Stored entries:
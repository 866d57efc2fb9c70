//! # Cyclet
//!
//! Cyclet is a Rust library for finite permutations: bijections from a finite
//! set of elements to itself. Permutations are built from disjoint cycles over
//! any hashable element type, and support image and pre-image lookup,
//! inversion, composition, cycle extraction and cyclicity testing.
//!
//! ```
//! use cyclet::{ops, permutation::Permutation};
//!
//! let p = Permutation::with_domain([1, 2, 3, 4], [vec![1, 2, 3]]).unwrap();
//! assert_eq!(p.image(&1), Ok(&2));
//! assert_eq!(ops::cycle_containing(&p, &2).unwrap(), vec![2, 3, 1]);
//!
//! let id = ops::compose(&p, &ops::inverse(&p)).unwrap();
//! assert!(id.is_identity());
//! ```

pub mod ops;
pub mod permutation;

● **Problem statement**: All records above are to be printed exactly, with nothing omitted.

● **Result of this exercise**:
repository 866d57efc2fb9c70
//! # Cyclet
//!
//! Cyclet is a Rust library for finite permutations: bijections from a finite
//! set of elements to itself. Permutations are built from disjoint cycles over
//! any hashable element type, and support image and pre-image lookup,
//! inversion, composition, cycle extraction and cyclicity testing.
//!
//! ```
//! use cyclet::{ops, permutation::Permutation};
//!
//! let p = Permutation::with_domain([1, 2, 3, 4], [vec![1, 2, 3]]).unwrap();
//! assert_eq!(p.image(&1), Ok(&2));
//! assert_eq!(ops::cycle_containing(&p, &2).unwrap(), vec![2, 3, 1]);
//!
//! let id = ops::compose(&p, &ops::inverse(&p)).unwrap();
//! assert!(id.is_identity());
//! ```

pub mod ops;
pub mod permutation;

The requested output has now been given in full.